Well if you're anything like us, there's a tendency to forget them but also it's a window into who you are at a specific time in your life and it's useful to have a reference point.
Your values may change over time, so we recommend that you review them every 2 to 5 years to check in with yourself and ensure the values you selected are still the best representation of what is important to you.
5 - How to use your values
Now that you've got your foundational words, it's time to put them into action. That may sound a little scary and perhaps a little odd. Don't worry - we're not going to suggest you walk around proclaiming your values.
However...
When you're dealing with other people who do not appear to fall within your values (this could be in the workplace or in your personal life) you have a decision to make - how are you going to manage interactions with this individual? Our advice would be to:
Try to understand their values
Accept that they're different from you
Try to find common ground
Lead with empathy & kindness
There may be occasions where you need to cut the dead weight but that's not easy either in the workplace or outside of work. But is important to set boundaries and limit the impact some individuals have on you.

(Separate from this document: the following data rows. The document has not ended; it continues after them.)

//! Serving responses out of one cache tier.

use crate::http::{Response, StatusCode};
use crate::store::{CacheStore, StoreError};

use super::keys::TierKeys;

/// Header set on every response served from the cache.
pub const CACHE_HIT_HEADER: &str = "X-Rttp-Response-Cache";
/// Content type assumed when a cached value has no stored type.
pub const DEFAULT_CONTENT_TYPE: &str = "text/html";

/// Looks `keys` up in `store` and builds the response to send on a hit.
///
/// `Ok(None)` is a miss. An empty stored value is a miss as well. A missing
/// or unreadable type falls back to [`DEFAULT_CONTENT_TYPE`].
pub async fn read(store: &dyn CacheStore, keys: &TierKeys) -> Result<Option<Response>, StoreError> {
    let Some(value) = store.get(&keys.value).await?.filter(|value| !value.is_empty()) else {
        return Ok(None);
    };

    let content_type = store
        .get(&keys.content_type)
        .await?
        .and_then(|raw| String::from_utf8(raw.to_vec()).ok())
        .filter(|content_type| !content_type.is_empty())
        .unwrap_or_else(|| DEFAULT_CONTENT_TYPE.to_owned());

    let mut response = Response::new(StatusCode::Ok);
    response.set_header(CACHE_HIT_HEADER, "true");
    response.set_content_type(content_type);
    response.set_body(value);
    Ok(Some(response))
}

#[cfg(test)]
mod tests {
    use std::time::Duration;

    use bytes::Bytes;

    use super::*;
    use crate::cache::CacheKeys;
    use crate::store::MemoryStore;

    const TTL: Duration = Duration::from_secs(60);

    fn keys() -> TierKeys {
        CacheKeys::derive("rc:", "/a?x=1", false).primary
    }

    #[tokio::test]
    async fn absent_value_is_a_miss() {
        let store = MemoryStore::new();
        assert!(read(&store, &keys()).await.unwrap().is_none());
    }

    #[tokio::test]
    async fn empty_value_is_a_miss() {
        let store = MemoryStore::new();
        store.set_ex(&keys().value, TTL, Bytes::new()).await.unwrap();
        assert!(read(&store, &keys()).await.unwrap().is_none());
    }

    #[tokio::test]
    async fn hit_carries_body_type_and_marker() {
        let store = MemoryStore::new();
        let keys = keys();
        store.set_ex(&keys.value, TTL, Bytes::from_static(b"hello")).await.unwrap();
        store
            .set_ex(&keys.content_type, TTL, Bytes::from_static(b"text/plain"))
            .await
            .unwrap();

        let response = read(&store, &keys).await.unwrap().unwrap();
        assert_eq!(response.status(), StatusCode::Ok);
        assert_eq!(response.headers().get(CACHE_HIT_HEADER), Some("true"));
        assert_eq!(response.content_type(), Some("text/plain"));
        assert_eq!(response.body_ref().as_bytes(), Some(&b"hello"[..]));
    }

    #[tokio::test]
    async fn orphaned_value_gets_the_default_type() {
        let store = MemoryStore::new();
        let keys = keys();
        store.set_ex(&keys.value, TTL, Bytes::from_static(b"<p>hi</p>")).await.unwrap();

        let response = read(&store, &keys).await.unwrap().unwrap();
        assert_eq!(response.content_type(), Some(DEFAULT_CONTENT_TYPE));
    }
}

There's another application for your values.
When you're looking for a new role and checking out the company's website before an interview, make sure you check out their values (if they publish them). Do the company values align with yours? What does it mean if they don't? Is this something that you values can work with?
This also applies for the organisation you're currently working for. If there are fundamental differences with what they value and what you value, is it time to crack out the CV / Resume and look for something new?
A sense of belonging
Those words you've defined as your values are what makes you who you are. So then it's less of a case of "fitting in" and more a case of finding where you belong and with whom.
There is a power and confidence that comes with finding your place in the world but remember that everyone will have a different version of belonging. Some of us have big groups of friends. Others have a smaller circle or even just one good friend. There is no right nor wrong answer or make up of your tribe.
Whatever size your tribe is, with it comes a support network that will help you fight the feelings of being an imposter, that will give you strength when times are tough, people who will celebrate you, people will call you out in a supportive way when you're not taking the best path, etc.
When you invest time in yourself, to understand who you are and what is important to you, you find acceptance and belonging in yourself as well as being open to the tribe that's waiting for you.